▶ PROBLEM STATEMENT
Only an exact retyping of all the entries counts as an answer.

Dataset records
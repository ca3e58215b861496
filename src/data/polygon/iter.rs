use crate::data::{Segment, Vector};

/// Boundary edges of a polygon, each going from a vertex to its successor. The
/// last edge closes the loop back to the first vertex.
#[derive(Clone)]
pub struct EdgeIter<'a> {
  pub(crate) vertices: &'a [Vector],
  pub(crate) position: usize,
}

impl<'a> Iterator for EdgeIter<'a> {
  type Item = Segment;
  fn next(&mut self) -> Option<Segment> {
    let src = *self.vertices.get(self.position)?;
    let dst = self.vertices[(self.position + 1) % self.vertices.len()];
    self.position += 1;
    Some(Segment::new(src, dst))
  }

  fn size_hint(&self) -> (usize, Option<usize>) {
    (self.len(), Some(self.len()))
  }
}

impl ExactSizeIterator for EdgeIter<'_> {
  fn len(&self) -> usize {
    self.vertices.len().saturating_sub(self.position)
  }
}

▶ EXERCISE SOLUTION
repository ca3e58215b861496
filename src/data/polygon/iter.rs
use crate::data::{Segment, Vector};

/// Boundary edges of a polygon, each going from a vertex to its successor. The
/// last edge closes the loop back to the first vertex.
#[derive(Clone)]
pub struct EdgeIter<'a> {
  pub(crate) vertices: &'a [Vector],
  pub(crate) position: usize,
}

impl<'a> Iterator for EdgeIter<'a> {
  type Item = Segment;
  fn next(&mut self) -> Option<Segment> {
    let src = *self.vertices.get(self.position)?;
    let dst = self.vertices[(self.position + 1) % self.vertices.len()];
    self.position += 1;
    Some(Segment::new(src, dst))
  }

  fn size_hint(&self) -> (usize, Option<usize>) {
    (self.len(), Some(self.len()))
  }
}

impl ExactSizeIterator for EdgeIter<'_> {
  fn len(&self) -> usize {
    self.vertices.len().saturating_sub(self.position)
  }
}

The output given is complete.